:: Listed entries ::
= = =
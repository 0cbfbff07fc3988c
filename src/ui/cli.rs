// Command-line interface definitions for the three webstack tools

use crate::config::CliConfig;
use crate::core::constants::output_formats;
use clap::{Parser, Subcommand};

/// Fill in missing link descriptions from each site's homepage
#[derive(Parser, Debug)]
#[command(name = "webstack-describe", author, version, about, long_about = None)]
pub struct DescribeCli {
    // Core Options
    /// Dataset file (default: data/webstack.yml)
    #[arg(short = 'f', long, value_name = "FILE", help_heading = "Core Options")]
    pub file: Option<String>,

    /// Request timeout in seconds (default: 10)
    #[arg(short = 't', long, value_name = "SECONDS", help_heading = "Core Options")]
    pub timeout: Option<u64>,

    /// Retry attempts on 429/5xx (default: 3)
    #[arg(short = 'r', long, value_name = "COUNT", help_heading = "Core Options")]
    pub retries: Option<u32>,

    /// Concurrent workers (default: 5)
    #[arg(short = 'w', long, value_name = "COUNT", help_heading = "Core Options")]
    pub workers: Option<usize>,

    /// Regenerate every description, not only the missing ones
    #[arg(long, help_heading = "Core Options")]
    pub all: bool,

    /// Print the description for one url and exit without touching the dataset
    #[arg(long, value_name = "URL", help_heading = "Core Options")]
    pub test_url: Option<String>,

    // Output & Verbosity
    /// Suppress per-link output
    #[arg(short = 'q', long, help_heading = "Output & Verbosity")]
    pub quiet: bool,

    /// Enable verbose logging
    #[arg(short = 'v', long, help_heading = "Output & Verbosity")]
    pub verbose: bool,

    /// Disable progress bars
    #[arg(long, help_heading = "Output & Verbosity")]
    pub no_progress: bool,

    // Network & Security
    /// Custom User-Agent header
    #[arg(long, value_name = "AGENT", help_heading = "Network & Security")]
    pub user_agent: Option<String>,

    // Configuration
    /// Use specific config file
    #[arg(long, value_name = "FILE", help_heading = "Configuration")]
    pub config: Option<String>,

    /// Ignore config files
    #[arg(long, help_heading = "Configuration")]
    pub no_config: bool,
}

/// Check every link in the dataset and write a report
#[derive(Parser, Debug)]
#[command(name = "webstack-linkcheck", author, version, about, long_about = None)]
pub struct LinkcheckCli {
    // Core Options
    /// Dataset file (default: data/webstack.yml)
    #[arg(short = 'f', long, value_name = "FILE", help_heading = "Core Options")]
    pub webstack: Option<String>,

    /// Concurrent requests (default: 3)
    #[arg(long, value_name = "COUNT", help_heading = "Core Options")]
    pub threads: Option<usize>,

    /// Request timeout in seconds (default: 10)
    #[arg(long, value_name = "SECONDS", help_heading = "Core Options")]
    pub timeout: Option<u64>,

    /// Timeout in seconds for .cn domains (default: 20)
    #[arg(long, value_name = "SECONDS", help_heading = "Core Options")]
    pub extended_timeout: Option<u64>,

    // Output & Verbosity
    /// Report format
    #[arg(long, value_name = "FORMAT", value_parser = output_formats::ALL, default_value = output_formats::DEFAULT, help_heading = "Output & Verbosity")]
    pub format: String,

    /// Report path (default: results/link_check_report.<ext>)
    #[arg(short = 'o', long, value_name = "PATH", help_heading = "Output & Verbosity")]
    pub output: Option<String>,

    /// Suppress progress output and the console summary
    #[arg(short = 'q', long, help_heading = "Output & Verbosity")]
    pub quiet: bool,

    /// Print the failed links after the run
    #[arg(long, help_heading = "Output & Verbosity")]
    pub failed_only: bool,

    /// Enable verbose logging
    #[arg(short = 'v', long, help_heading = "Output & Verbosity")]
    pub verbose: bool,

    /// Disable progress bars
    #[arg(long, help_heading = "Output & Verbosity")]
    pub no_progress: bool,

    // Network & Security
    /// Custom User-Agent header
    #[arg(long, value_name = "AGENT", help_heading = "Network & Security")]
    pub user_agent: Option<String>,

    /// Skip SSL certificate verification
    #[arg(long, help_heading = "Network & Security")]
    pub insecure: bool,

    // Configuration
    /// Use specific config file
    #[arg(long, value_name = "FILE", help_heading = "Configuration")]
    pub config: Option<String>,

    /// Ignore config files
    #[arg(long, help_heading = "Configuration")]
    pub no_config: bool,
}

/// Find and maintain site logos through third-party favicon APIs
#[derive(Parser, Debug)]
#[command(name = "webstack-logo", author, version, about, long_about = None)]
pub struct LogoCli {
    #[command(subcommand)]
    pub command: LogoCommand,

    /// Dataset file (default: data/webstack.yml)
    #[arg(short = 'f', long, value_name = "FILE", global = true)]
    pub webstack: Option<String>,

    /// Concurrent domains (default: 3)
    #[arg(long, value_name = "COUNT", global = true)]
    pub threads: Option<usize>,

    /// Request timeout in seconds (default: 10)
    #[arg(long, value_name = "SECONDS", global = true)]
    pub timeout: Option<u64>,

    /// Enable verbose logging
    #[arg(short = 'v', long, global = true)]
    pub verbose: bool,

    /// Disable progress bars
    #[arg(long, global = true)]
    pub no_progress: bool,

    /// Custom User-Agent header
    #[arg(long, value_name = "AGENT", global = true)]
    pub user_agent: Option<String>,

    /// Use specific config file
    #[arg(long, value_name = "FILE", global = true)]
    pub config: Option<String>,

    /// Ignore config files
    #[arg(long, global = true)]
    pub no_config: bool,
}

#[derive(Subcommand, Debug, Clone, PartialEq, Eq)]
pub enum LogoCommand {
    /// Find a favicon for a url or domain and copy it to the clipboard
    Get {
        /// Target url or domain
        target: String,
    },
    /// Like `get`, but score every candidate and keep the best one
    #[command(name = "get-hq")]
    GetHq {
        /// Target url or domain
        target: String,
    },
    /// Check availability and quality of a logo url
    Check {
        /// Logo url
        url: String,
    },
    /// List entries without a logo
    Scan,
    /// Fetch logos for every entry without one and save the dataset
    Update {
        /// Preview the work and ask for confirmation first
        #[arg(long)]
        dry_run: bool,
    },
    /// Validate existing logos and clear the broken ones
    Verify,
    /// Write a Markdown logo status report
    Report {
        /// Report path (default: results/logo_status_report.md)
        #[arg(short = 'o', long, value_name = "PATH")]
        output: Option<String>,
    },
}

impl LogoCommand {
    /// Whether the command reads the dataset
    pub fn needs_dataset(&self) -> bool {
        matches!(
            self,
            Self::Scan | Self::Update { .. } | Self::Verify | Self::Report { .. }
        )
    }
}

pub fn describe_to_config(cli: &DescribeCli) -> CliConfig {
    CliConfig {
        dataset: cli.file.clone(),
        timeout: cli.timeout,
        retries: cli.retries,
        workers: cli.workers,
        user_agent: cli.user_agent.clone(),
        verbose: cli.verbose,
        quiet: cli.quiet,
        no_progress: cli.no_progress,
        config_file: cli.config.clone(),
        no_config: cli.no_config,
        ..Default::default()
    }
}

pub fn linkcheck_to_config(cli: &LinkcheckCli) -> CliConfig {
    CliConfig {
        dataset: cli.webstack.clone(),
        timeout: cli.timeout,
        extended_timeout: cli.extended_timeout,
        workers: cli.threads,
        user_agent: cli.user_agent.clone(),
        insecure: cli.insecure,
        verbose: cli.verbose,
        quiet: cli.quiet,
        no_progress: cli.no_progress,
        config_file: cli.config.clone(),
        no_config: cli.no_config,
        ..Default::default()
    }
}

pub fn logo_to_config(cli: &LogoCli) -> CliConfig {
    CliConfig {
        dataset: cli.webstack.clone(),
        timeout: cli.timeout,
        workers: cli.threads,
        user_agent: cli.user_agent.clone(),
        verbose: cli.verbose,
        no_progress: cli.no_progress,
        config_file: cli.config.clone(),
        no_config: cli.no_config,
        ..Default::default()
    }
}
= = =
:: The problem ::
The word "logos" is the filter: copy every line of the listing above that contains it.

:: Your solution ::
/// Find and maintain site logos through third-party favicon APIs
    /// Fetch logos for every entry without one and save the dataset
    /// Validate existing logos and clear the broken ones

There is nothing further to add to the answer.